▸ EXERCISE REQUIREMENTS:
Nothing but the lines from the one containing "let mut slots = self" through the end of the entries should be set down, each exactly as written.

▸ TASK INPUTS:
//! In-memory blob store

use std::collections::HashMap;
use std::sync::RwLock;

use tracing::debug;

use core_kernel::{BlobStore, StorageError};

/// Process-local slots, lost when the process exits
#[derive(Debug, Default)]
pub struct MemoryBlobStore {
    slots: RwLock<HashMap<String, String>>,
}

impl MemoryBlobStore {
    /// Creates an empty store
    pub fn new() -> Self {
        Self::default()
    }

    /// Creates a store with pre-filled slots
    pub fn with_slots<I, K, V>(slots: I) -> Self
    where
        I: IntoIterator<Item = (K, V)>,
        K: Into<String>,
        V: Into<String>,
    {
        Self {
            slots: RwLock::new(
                slots
                    .into_iter()
                    .map(|(k, v)| (k.into(), v.into()))
                    .collect(),
            ),
        }
    }
}

impl BlobStore for MemoryBlobStore {
    fn get(&self, slot: &str) -> Result<Option<String>, StorageError> {
        let slots = self
            .slots
            .read()
            .map_err(|_| StorageError::io(slot, "lock poisoned"))?;
        Ok(slots.get(slot).cloned())
    }

    fn set(&self, slot: &str, value: &str) -> Result<(), StorageError> {
        let mut slots = self
            .slots
            .write()
            .map_err(|_| StorageError::io(slot, "lock poisoned"))?;
        debug!(slot = %slot, bytes = value.len(), "Memory slot write");
        slots.insert(slot.to_string(), value.to_string());
        Ok(())
    }
}

#[cfg(test)]
mod tests {
    use super::*;

    #[test]
    fn test_get_missing_slot() {
        let store = MemoryBlobStore::new();
        assert_eq!(store.get("mfms_funds"), Ok(None));
    }

    #[test]
    fn test_set_then_get() {
        let store = MemoryBlobStore::new();
        store.set("mfms_funds", "[]").unwrap();
        assert_eq!(store.get("mfms_funds"), Ok(Some("[]".to_string())));
    }

    #[test]
    fn test_with_slots() {
        let store = MemoryBlobStore::with_slots([("a", "1")]);
        assert_eq!(store.get("a"), Ok(Some("1".to_string())));
    }
}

▸ REPLY:
        let mut slots = self
            .slots
            .write()
            .map_err(|_| StorageError::io(slot, "lock poisoned"))?;
        debug!(slot = %slot, bytes = value.len(), "Memory slot write");
        slots.insert(slot.to_string(), value.to_string());
        Ok(())
    }
}

#[cfg(test)]
mod tests {
    use super::*;

    #[test]
    fn test_get_missing_slot() {
        let store = MemoryBlobStore::new();
        assert_eq!(store.get("mfms_funds"), Ok(None));
    }

    #[test]
    fn test_set_then_get() {
        let store = MemoryBlobStore::new();
        store.set("mfms_funds", "[]").unwrap();
        assert_eq!(store.get("mfms_funds"), Ok(Some("[]".to_string())));
    }

    #[test]
    fn test_with_slots() {
        let store = MemoryBlobStore::with_slots([("a", "1")]);
        assert_eq!(store.get("a"), Ok(Some("1".to_string())));
    }
}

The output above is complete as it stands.